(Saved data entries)
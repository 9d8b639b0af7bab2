//! Connection Handler
//!
//! Runs the per-connection state machine:
//!
//! ```text
//! AwaitingRequest ──► Validating ──► Computing ──► Responding ──┐
//!       ▲                 │                                     │
//!       │                 └── (invalid: send error text) ───────┤
//!       └───────────────────────────────────────────────────────┘
//!
//! any receive/send failure, end-of-stream or shutdown ──► Closed
//! ```

use std::net::TcpStream;
use std::time::{Duration, Instant};

use crate::compute::cube_root;
use crate::error::{Result, WireError};
use crate::network::supervisor::ShutdownSignal;
use crate::protocol::{format_cube_root, parse_request, Channel};

/// Why a handler reached `Closed`
#[derive(Debug, Clone, Copy, PartialEq, Eq)]
pub enum CloseReason {
    /// The client closed its end
    PeerClosed,
    /// No request arrived before the read deadline
    Timeout,
    /// The server is shutting down
    Shutdown,
    /// Receiving failed with a transport error
    ReadFailed,
    /// Sending failed; the stream may hold a torn frame
    WriteFailed,
}

enum State {
    AwaitingRequest,
    Validating(String),
    Computing(i32),
    Responding(String),
    Closed(CloseReason),
}

/// Handles a single client connection
pub struct Connection {
    /// Handler id, assigned by the accept loop
    id: u64,

    channel: Channel,

    /// Bound on each whole receive, measured from when it starts
    read_timeout: Duration,

    shutdown: ShutdownSignal,

    /// Peer address for logging
    peer_addr: String,
}

impl Connection {
    /// Create a new connection handler
    pub fn new(
        id: u64,
        stream: TcpStream,
        delimiter: u8,
        read_timeout: Duration,
        shutdown: ShutdownSignal,
    ) -> Result<Self> {
        // Disable Nagle's algorithm for low latency
        stream.set_nodelay(true)?;

        let channel = Channel::new(stream, delimiter);
        let peer_addr = channel
            .peer_addr()
            .map(|a| a.to_string())
            .unwrap_or_else(|_| "unknown".to_string());

        Ok(Self {
            id,
            channel,
            read_timeout,
            shutdown,
            peer_addr,
        })
    }

    /// Handle the connection (blocking until closed)
    ///
    /// Returns once the state machine reaches `Closed`; the socket is released
    /// when `self` is dropped.
    pub fn handle(mut self) -> CloseReason {
        tracing::debug!(
            role = "server",
            id = self.id,
            peer = %self.peer_addr,
            "handler started"
        );

        let mut state = State::AwaitingRequest;
        loop {
            state = match state {
                State::AwaitingRequest => self.await_request(),
                State::Validating(text) => match parse_request(&text) {
                    Ok(n) => State::Computing(n),
                    Err(e) => self.reply(&e.to_string(), "error message"),
                },
                State::Computing(n) => State::Responding(format_cube_root(n, cube_root(n))),
                State::Responding(message) => self.reply(&message, "response"),
                State::Closed(reason) => {
                    tracing::debug!(
                        role = "server",
                        id = self.id,
                        peer = %self.peer_addr,
                        ?reason,
                        "handler closed"
                    );
                    return reason;
                }
            };
        }
    }

    fn await_request(&mut self) -> State {
        if self.shutdown.is_triggered() {
            return State::Closed(CloseReason::Shutdown);
        }

        // A zero timeout means wait indefinitely
        let received = if self.read_timeout.is_zero() {
            self.channel
                .set_read_timeout(None)
                .and_then(|_| self.channel.receive())
        } else {
            self.channel.receive_until(Instant::now() + self.read_timeout)
        };

        match received {
            Ok(text) => {
                tracing::info!(role = "server", id = self.id, request = %text, "received request");
                State::Validating(text)
            }
            // close_all() during shutdown surfaces here as end-of-stream
            Err(_) if self.shutdown.is_triggered() => State::Closed(CloseReason::Shutdown),
            Err(WireError::EndOfStream) => {
                tracing::info!(
                    role = "server",
                    id = self.id,
                    "the connection is closed by another side"
                );
                State::Closed(CloseReason::PeerClosed)
            }
            Err(e) if e.is_timeout() => {
                tracing::info!(role = "server", id = self.id, "read deadline expired");
                State::Closed(CloseReason::Timeout)
            }
            Err(e) if e.is_disconnect() => {
                tracing::info!(role = "server", id = self.id, error = %e, "client disconnected");
                State::Closed(CloseReason::PeerClosed)
            }
            Err(e) => {
                tracing::warn!(role = "server", id = self.id, error = %e, "read error");
                State::Closed(CloseReason::ReadFailed)
            }
        }
    }

    /// Send `message` and go back to waiting, or close if the send failed
    fn reply(&mut self, message: &str, kind: &'static str) -> State {
        match self.channel.send(message) {
            Ok(bytes) => {
                tracing::info!(
                    role = "server",
                    id = self.id,
                    bytes,
                    kind,
                    text = message,
                    "sent"
                );
                State::AwaitingRequest
            }
            Err(e) => {
                tracing::warn!(role = "server", id = self.id, error = %e, kind, "write error");
                State::Closed(CloseReason::WriteFailed)
            }
        }
    }
}
//! Handler supervision
//!
//! The server-owned registry of live connections and the shutdown signal that
//! every handler observes at its blocking points.

use std::collections::HashMap;
use std::net::{Shutdown, TcpStream};
use std::sync::atomic::{AtomicBool, Ordering};
use std::sync::Arc;

use parking_lot::Mutex;

/// Cloneable shutdown flag
#[derive(Debug, Clone, Default)]
pub struct ShutdownSignal {
    flag: Arc<AtomicBool>,
}

impl ShutdownSignal {
    pub fn new() -> Self {
        Self::default()
    }

    /// Raise the flag. Idempotent.
    pub fn trigger(&self) {
        self.flag.store(true, Ordering::SeqCst);
    }

    pub fn is_triggered(&self) -> bool {
        self.flag.load(Ordering::SeqCst)
    }
}

/// Live connections, keyed by handler id
///
/// Each entry is a second handle to the handler's socket. Shutting it down
/// wakes a handler blocked in a read with end-of-stream.
#[derive(Debug, Default)]
pub struct ConnectionRegistry {
    active: Mutex<HashMap<u64, TcpStream>>,
}

impl ConnectionRegistry {
    pub fn new() -> Self {
        Self::default()
    }

    /// Track `stream` under `id`; the entry lives as long as the returned guard
    pub fn register(self: &Arc<Self>, id: u64, stream: TcpStream) -> Registration {
        self.active.lock().insert(id, stream);
        Registration {
            id,
            registry: Arc::clone(self),
        }
    }

    /// Number of handlers currently registered
    pub fn len(&self) -> usize {
        self.active.lock().len()
    }

    pub fn is_empty(&self) -> bool {
        self.active.lock().is_empty()
    }

    /// Shut down every registered socket in both directions
    ///
    /// Entries stay registered until their handlers exit.
    pub fn close_all(&self) {
        let active = self.active.lock();
        for (id, stream) in active.iter() {
            if let Err(e) = stream.shutdown(Shutdown::Both) {
                // Already closed by the peer is the common case here
                tracing::debug!(id, error = %e, "shutdown of registered connection failed");
            }
        }
    }

    fn deregister(&self, id: u64) {
        self.active.lock().remove(&id);
    }
}

/// Removes its connection from the registry on drop
#[derive(Debug)]
pub struct Registration {
    id: u64,
    registry: Arc<ConnectionRegistry>,
}

impl Drop for Registration {
    fn drop(&mut self) {
        self.registry.deregister(self.id);
    }
}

• Requirement
Where does "AwaitingRequest" appear in the records above? Copy every line that has it.

• Exercise answer
//! AwaitingRequest ──► Validating ──► Computing ──► Responding ──┐
    AwaitingRequest,
        let mut state = State::AwaitingRequest;
                State::AwaitingRequest => self.await_request(),
                State::AwaitingRequest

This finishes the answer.